§ Task item:
Nothing in the records may be changed; reproduce all of them.

(Stored items)
——

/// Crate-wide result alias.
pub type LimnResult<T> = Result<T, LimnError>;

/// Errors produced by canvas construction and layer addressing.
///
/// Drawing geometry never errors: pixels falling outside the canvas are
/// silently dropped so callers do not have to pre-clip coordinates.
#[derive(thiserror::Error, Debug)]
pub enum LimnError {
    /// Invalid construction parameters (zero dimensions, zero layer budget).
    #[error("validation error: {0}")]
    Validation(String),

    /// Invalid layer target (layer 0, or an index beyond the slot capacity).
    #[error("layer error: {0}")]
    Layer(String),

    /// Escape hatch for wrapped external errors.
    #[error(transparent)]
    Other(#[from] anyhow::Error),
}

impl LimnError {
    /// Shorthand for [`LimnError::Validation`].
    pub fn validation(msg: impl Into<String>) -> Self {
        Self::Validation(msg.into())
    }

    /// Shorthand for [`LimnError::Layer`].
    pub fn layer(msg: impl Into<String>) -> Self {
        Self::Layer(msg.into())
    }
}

——

§ Finished task:
/// Crate-wide result alias.
pub type LimnResult<T> = Result<T, LimnError>;

/// Errors produced by canvas construction and layer addressing.
///
/// Drawing geometry never errors: pixels falling outside the canvas are
/// silently dropped so callers do not have to pre-clip coordinates.
#[derive(thiserror::Error, Debug)]
pub enum LimnError {
    /// Invalid construction parameters (zero dimensions, zero layer budget).
    #[error("validation error: {0}")]
    Validation(String),

    /// Invalid layer target (layer 0, or an index beyond the slot capacity).
    #[error("layer error: {0}")]
    Layer(String),

    /// Escape hatch for wrapped external errors.
    #[error(transparent)]
    Other(#[from] anyhow::Error),
}

impl LimnError {
    /// Shorthand for [`LimnError::Validation`].
    pub fn validation(msg: impl Into<String>) -> Self {
        Self::Validation(msg.into())
    }

    /// Shorthand for [`LimnError::Layer`].
    pub fn layer(msg: impl Into<String>) -> Self {
        Self::Layer(msg.into())
    }
}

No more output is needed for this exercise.